Eigentlich gibt es nur eine Voraussetzung: Ich muss meine Prozesse kennen. Allein damit ist es möglich, zu bewerten, in welchen Prozessen oder Prozessteilen der größte Hebel für eine Automatisierung liegt. Eine bewährte Methodik dafür ist das Process Mining, wo ich die Aufwände zur wiederholten Ausführung eines Prozesses ermittle und den Aufwänden für eine Automatisierung dieses Prozesses gegenüberstelle. Sobald ich weiß, welche Prozesse ich automatisieren möchte, kann ich die Mitarbeitenden, die das Prozesswissen haben, schulen. Mit einer noCode-Lösung gelingt das innerhalb weniger Tage. Verläuft ein Proof-of-Concept erfolgreich, können weitere Prozesse in der gleichen Abteilung automatisiert werden oder man sucht im Verlag weitere Bereiche, die von der Automatisierung profitieren können. Das Beste daran ist, dass ich nicht nur bei den Produktionsprozessen ansetzen kann, sondern ebenso begleitende Abteilungen wie Finance oder HR profitieren können.

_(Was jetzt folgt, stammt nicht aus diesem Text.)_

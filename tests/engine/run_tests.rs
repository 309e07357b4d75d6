use crate::common::{last_state, quiet_config, Harness};
use script_runner::{OutputColor, RunEvent, RunOutcome, RunSpec, RunnerConfig, RunnerError, ScriptState};

#[test]
fn test_simple_run_prints_in_order() {
    let h = Harness::new(quiet_config());
    let run = h.start("main.rhai", "print(1);\nprint(2);\n");

    assert_eq!(run.join(), RunOutcome::Completed);
    let output = h.script_output();
    assert_eq!(output.len(), 2);
    assert!(output[0].ends_with("(main.rhai:1): 1"), "{}", output[0]);
    assert!(output[1].ends_with("(main.rhai:2): 2"), "{}", output[1]);
    assert_eq!(last_state(&h.sink), Some(ScriptState::Stopped));
    assert_eq!(h.count_state(ScriptState::Stopped), 1);
    assert!(!run.is_running());
}

#[test]
fn test_engine_messages_frame_the_run() {
    let h = Harness::new(quiet_config());
    let run = h.start("main.rhai", "let x = 1;\n");
    run.join();

    let messages = h.engine_messages();
    assert!(messages[0].ends_with("Starting script: main.rhai"));
    assert!(messages.last().unwrap().ends_with("Script completed: main.rhai"));
}

#[test]
fn test_disconnect_mode_is_announced() {
    let h = Harness::new(quiet_config());
    let run = h
        .runner
        .open_text(RunSpec::new("main.rhai").disconnect(true), "wait(30);\nprint(\"done\");\n")
        .unwrap();
    run.run().unwrap();

    assert_eq!(run.join(), RunOutcome::Completed);
    assert!(h.engine_messages()[0].ends_with("Starting script: main.rhai in DISCONNECT mode"));
    assert_eq!(h.script_output().len(), 1);
}

#[test]
fn test_let_bindings_survive_instrumentation() {
    let h = Harness::new(quiet_config());
    let script = "let total = 0;\nfor i in 1..=4 {\n    total += i;\n}\nlet doubled = total * 2;\nprint(doubled);\n";
    let run = h.start("main.rhai", script);

    assert_eq!(run.join(), RunOutcome::Completed);
    assert!(h.script_output()[0].ends_with(": 20"));
}

#[test]
fn test_expression_continued_on_next_line() {
    let h = Harness::new(quiet_config());
    let script = "let y = 5;\nlet x = 0;\nx = y\n    - 1;\nprint(x);\nlet z = y\n    - 2;\nprint(z);\n";
    let run = h.start("main.rhai", script);

    assert_eq!(run.join(), RunOutcome::Completed);
    let output = h.script_output();
    assert_eq!(output.len(), 2);
    assert!(output[0].ends_with("(main.rhai:5): 4"), "{:?}", output);
    assert!(output[1].ends_with("(main.rhai:8): 3"), "{:?}", output);
}

#[test]
fn test_functions_return_their_tail_value() {
    let h = Harness::new(quiet_config());
    let script = "fn add(a, b) {\n    a + b\n}\nprint(add(2, 3));\n";
    let run = h.start("main.rhai", script);

    assert_eq!(run.join(), RunOutcome::Completed);
    assert!(h.script_output()[0].ends_with("(main.rhai:4): 5"));
}

#[test]
fn test_output_is_truncated_with_one_warning() {
    let config = RunnerConfig {
        stdout_max_lines: 3,
        ..quiet_config()
    };
    let h = Harness::new(config);
    let run = h.start("main.rhai", "print(\"a\\nb\\nc\\nd\\ne\");\n");
    run.join();

    let events: Vec<(String, OutputColor)> = h
        .sink
        .events()
        .into_iter()
        .filter_map(|event| match event {
            RunEvent::Output { line, color } if line.contains("(main.rhai:1)") => Some((line, color)),
            _ => None,
        })
        .collect();
    assert_eq!(events.len(), 4);
    assert!(events[0].0.ends_with(": a"));
    assert!(events[2].0.ends_with(": c"));
    assert!(events[3]
        .0
        .ends_with("ERROR: Too much written to stdout.  Truncating output to 3 lines."));
    assert_eq!(events[3].1, OutputColor::Red);
}

#[test]
fn test_line_offset_shifts_reported_lines() {
    let h = Harness::new(quiet_config());
    let run = h.runner.open_text(RunSpec::new("main.rhai"), "").unwrap();
    run.run_text("print(1);", 10, None, false).unwrap();
    run.join();

    assert!(h.script_output()[0].ends_with("(main.rhai:11): 1"));
    assert!(h.sink.line_states().contains(&(11, ScriptState::Running)));
}

#[test]
fn test_skip_script_ends_the_run_quietly() {
    let h = Harness::new(quiet_config());
    let run = h.start("main.rhai", "print(1);\nskip_script();\nprint(2);\n");

    assert_eq!(run.join(), RunOutcome::Stopped);
    assert_eq!(h.script_output().len(), 1);
    assert!(run.exceptions().is_empty());
    assert!(h
        .engine_messages()
        .last()
        .unwrap()
        .ends_with("Script stopped: main.rhai"));
}

#[test]
fn test_suite_runs_publish_a_report() {
    let h = Harness::new(quiet_config());
    let run = h.start("suite_main.rhai", "print(1);\nthrow \"bad\";\nprint(3);\n");
    assert_eq!(run.join(), RunOutcome::Completed);

    let report = h
        .sink
        .events()
        .into_iter()
        .find_map(|event| match event {
            RunEvent::Report { report } => Some(report),
            _ => None,
        })
        .expect("no report event");
    assert_eq!(report["script"], "suite_main.rhai");
    assert_eq!(report["outcome"], "completed");
    assert_eq!(report["errors"].as_array().unwrap().len(), 1);
    assert_eq!(report["settings"]["continueAfterError"], true);

    let saved = h.store.reports();
    assert_eq!(saved.len(), 1);
    assert_eq!(saved[0].0, "suite_main.rhai");
}

#[test]
fn test_plain_runs_do_not_report() {
    let h = Harness::new(quiet_config());
    h.start("main.rhai", "print(1);\n").join();
    assert!(h.store.reports().is_empty());
}

#[test]
fn test_second_start_while_running_is_refused() {
    let h = Harness::new(quiet_config());
    let run = h.start("main.rhai", "wait();\n");
    assert!(h.wait_for_state(ScriptState::Waiting));

    let err = run.run().unwrap_err();
    assert!(matches!(
        err.downcast_ref::<RunnerError>(),
        Some(RunnerError::AlreadyRunning(_))
    ));
    let err = run.set_text("print(2);", "main.rhai").unwrap_err();
    assert!(matches!(err.downcast_ref::<RunnerError>(), Some(RunnerError::Busy(_))));

    run.stop();
    assert_eq!(run.join(), RunOutcome::Stopped);
}

#[test]
fn test_current_run_is_cleared_after_completion() {
    let h = Harness::new(quiet_config());
    let run = h.start("main.rhai", "wait();\n");
    assert!(h.wait_for_state(ScriptState::Waiting));
    assert_eq!(h.runner.current().map(|current| current.id()), Some(run.id()));

    run.stop();
    run.join();
    assert!(h.runner.current().is_none());
}

#[test]
fn test_instrumentation_error_is_returned_before_running() {
    let h = Harness::new(quiet_config());
    let run = h.runner.open_text(RunSpec::new("main.rhai"), "print(1);\nlet m = #{\n").unwrap();

    let err = run.run().unwrap_err();
    assert!(matches!(
        err.downcast_ref::<RunnerError>(),
        Some(RunnerError::Instrumentation { .. })
    ));
    assert!(!run.is_running());
    assert!(h.sink.line_states().is_empty());
}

Dein Vortrag auf dem CrossMediaForum heißt „Beyond GenAI: Prozessautomatisierung im Publishing mit kognitiver KI“. Was wird die Kernbotschaft sein?
Es gibt im Publishing so viele gute Leute, die eine außerordentliche Expertise in der Medienproduktion haben, aber keine IT-Profis sind. Experimente mit GenAI enden oft im Frust, weil man nicht das gewünschte Ergebnis erzielt. Wenn man aber genau diesen Menschen eine kognitive KI zur Prozessautomatisierung an die Hand gibt, erkennen viele erst das Potential der KI für sich und das Unternehmen.
Martin Reinheimer ist Inhaber der proCress IT-Consulting und Referent beim 27. CrossMediaForum KI-Spezial am 27.11.2025.